Data shown |
○ ○ ○

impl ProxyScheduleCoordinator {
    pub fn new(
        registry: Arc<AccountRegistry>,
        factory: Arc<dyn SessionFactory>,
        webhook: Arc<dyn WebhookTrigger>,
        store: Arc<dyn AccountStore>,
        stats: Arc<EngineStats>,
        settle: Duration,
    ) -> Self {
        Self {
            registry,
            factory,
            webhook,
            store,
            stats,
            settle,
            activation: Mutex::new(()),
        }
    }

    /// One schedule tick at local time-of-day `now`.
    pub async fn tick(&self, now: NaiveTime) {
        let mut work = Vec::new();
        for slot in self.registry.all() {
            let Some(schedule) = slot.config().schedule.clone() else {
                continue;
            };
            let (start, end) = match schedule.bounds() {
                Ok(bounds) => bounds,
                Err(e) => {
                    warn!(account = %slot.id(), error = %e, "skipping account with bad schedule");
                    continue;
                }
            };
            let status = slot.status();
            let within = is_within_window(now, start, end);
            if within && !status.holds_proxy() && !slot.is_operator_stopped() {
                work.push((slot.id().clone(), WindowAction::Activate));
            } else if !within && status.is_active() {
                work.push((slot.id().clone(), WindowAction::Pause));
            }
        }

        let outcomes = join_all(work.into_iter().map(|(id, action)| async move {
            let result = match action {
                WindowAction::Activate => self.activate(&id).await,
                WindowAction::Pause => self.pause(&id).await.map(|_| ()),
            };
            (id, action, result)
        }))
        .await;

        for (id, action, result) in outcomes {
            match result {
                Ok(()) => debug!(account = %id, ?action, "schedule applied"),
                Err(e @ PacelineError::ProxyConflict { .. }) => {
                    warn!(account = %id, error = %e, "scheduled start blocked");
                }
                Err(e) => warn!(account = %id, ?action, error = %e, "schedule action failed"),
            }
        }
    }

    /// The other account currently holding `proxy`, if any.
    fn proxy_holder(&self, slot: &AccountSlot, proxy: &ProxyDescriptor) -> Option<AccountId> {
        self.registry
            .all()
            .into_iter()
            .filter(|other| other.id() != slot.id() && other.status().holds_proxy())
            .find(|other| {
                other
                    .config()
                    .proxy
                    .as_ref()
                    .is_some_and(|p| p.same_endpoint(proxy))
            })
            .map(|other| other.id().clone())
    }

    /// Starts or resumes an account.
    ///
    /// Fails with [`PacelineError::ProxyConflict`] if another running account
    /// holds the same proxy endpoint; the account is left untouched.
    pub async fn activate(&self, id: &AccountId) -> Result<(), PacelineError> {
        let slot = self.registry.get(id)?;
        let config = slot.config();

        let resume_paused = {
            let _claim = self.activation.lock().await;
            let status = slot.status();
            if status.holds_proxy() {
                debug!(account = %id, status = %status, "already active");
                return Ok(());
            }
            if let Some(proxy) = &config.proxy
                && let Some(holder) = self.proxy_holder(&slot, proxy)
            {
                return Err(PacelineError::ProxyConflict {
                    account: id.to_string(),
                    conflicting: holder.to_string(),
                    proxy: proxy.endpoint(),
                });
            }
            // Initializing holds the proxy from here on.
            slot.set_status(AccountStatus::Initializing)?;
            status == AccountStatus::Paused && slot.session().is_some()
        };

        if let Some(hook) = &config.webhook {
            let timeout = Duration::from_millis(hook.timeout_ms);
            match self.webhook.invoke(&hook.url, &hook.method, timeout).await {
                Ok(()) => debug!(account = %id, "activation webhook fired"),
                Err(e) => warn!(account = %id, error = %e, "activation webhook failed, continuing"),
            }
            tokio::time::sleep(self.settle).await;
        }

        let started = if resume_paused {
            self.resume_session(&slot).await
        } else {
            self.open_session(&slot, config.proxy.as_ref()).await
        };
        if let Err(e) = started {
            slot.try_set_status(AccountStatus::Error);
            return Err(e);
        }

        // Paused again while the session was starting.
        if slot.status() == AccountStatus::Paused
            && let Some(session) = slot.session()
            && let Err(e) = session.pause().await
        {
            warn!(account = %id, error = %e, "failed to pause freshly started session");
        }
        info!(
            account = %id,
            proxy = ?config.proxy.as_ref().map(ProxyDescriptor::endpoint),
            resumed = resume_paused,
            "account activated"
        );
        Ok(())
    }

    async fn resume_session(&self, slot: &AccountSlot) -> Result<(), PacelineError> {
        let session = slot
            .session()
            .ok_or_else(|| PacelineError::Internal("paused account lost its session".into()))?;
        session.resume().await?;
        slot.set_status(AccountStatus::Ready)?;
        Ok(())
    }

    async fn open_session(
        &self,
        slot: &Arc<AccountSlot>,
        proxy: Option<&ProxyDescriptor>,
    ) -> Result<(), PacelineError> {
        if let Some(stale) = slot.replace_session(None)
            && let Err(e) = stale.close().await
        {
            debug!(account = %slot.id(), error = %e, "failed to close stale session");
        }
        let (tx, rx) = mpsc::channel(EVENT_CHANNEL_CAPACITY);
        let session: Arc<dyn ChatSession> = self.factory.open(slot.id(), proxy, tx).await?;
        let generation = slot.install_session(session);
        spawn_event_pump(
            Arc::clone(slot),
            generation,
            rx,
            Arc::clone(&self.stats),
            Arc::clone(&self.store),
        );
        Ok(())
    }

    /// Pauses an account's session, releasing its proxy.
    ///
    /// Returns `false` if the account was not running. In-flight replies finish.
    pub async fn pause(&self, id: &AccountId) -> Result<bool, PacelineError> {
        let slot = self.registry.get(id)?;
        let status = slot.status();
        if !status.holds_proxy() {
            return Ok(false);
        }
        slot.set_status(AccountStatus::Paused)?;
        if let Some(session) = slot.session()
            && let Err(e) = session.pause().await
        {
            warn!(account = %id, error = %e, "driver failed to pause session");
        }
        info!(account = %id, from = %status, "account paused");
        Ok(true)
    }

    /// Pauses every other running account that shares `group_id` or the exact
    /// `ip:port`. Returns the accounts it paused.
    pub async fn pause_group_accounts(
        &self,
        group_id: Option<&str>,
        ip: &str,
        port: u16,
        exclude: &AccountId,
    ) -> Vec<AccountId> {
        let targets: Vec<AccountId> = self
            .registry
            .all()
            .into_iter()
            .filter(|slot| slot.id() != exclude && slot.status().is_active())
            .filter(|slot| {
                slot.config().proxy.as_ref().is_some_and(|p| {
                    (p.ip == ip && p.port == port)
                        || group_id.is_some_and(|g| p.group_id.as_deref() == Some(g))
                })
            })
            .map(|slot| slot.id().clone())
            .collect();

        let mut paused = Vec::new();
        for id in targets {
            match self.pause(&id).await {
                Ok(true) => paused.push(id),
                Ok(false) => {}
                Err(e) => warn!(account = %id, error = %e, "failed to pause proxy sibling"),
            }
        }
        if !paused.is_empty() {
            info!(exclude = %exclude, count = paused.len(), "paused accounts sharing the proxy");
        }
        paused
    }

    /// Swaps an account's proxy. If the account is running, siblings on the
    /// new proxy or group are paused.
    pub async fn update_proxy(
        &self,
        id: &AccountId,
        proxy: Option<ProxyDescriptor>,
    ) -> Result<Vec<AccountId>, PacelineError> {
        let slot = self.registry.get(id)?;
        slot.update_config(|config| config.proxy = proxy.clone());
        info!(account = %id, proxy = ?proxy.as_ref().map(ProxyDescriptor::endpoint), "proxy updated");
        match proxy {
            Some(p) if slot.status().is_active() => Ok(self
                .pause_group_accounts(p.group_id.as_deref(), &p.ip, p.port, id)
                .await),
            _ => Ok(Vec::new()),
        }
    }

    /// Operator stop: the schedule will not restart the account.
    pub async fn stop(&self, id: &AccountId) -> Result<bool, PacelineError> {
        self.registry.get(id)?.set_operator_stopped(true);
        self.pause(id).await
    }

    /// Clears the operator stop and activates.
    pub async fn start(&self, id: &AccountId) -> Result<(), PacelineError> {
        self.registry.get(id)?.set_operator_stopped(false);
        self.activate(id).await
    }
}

○ ○ ○

What is required |
Your answer should be a single number: the count of lines in the entries that contain the word "stale".

Solution below |
3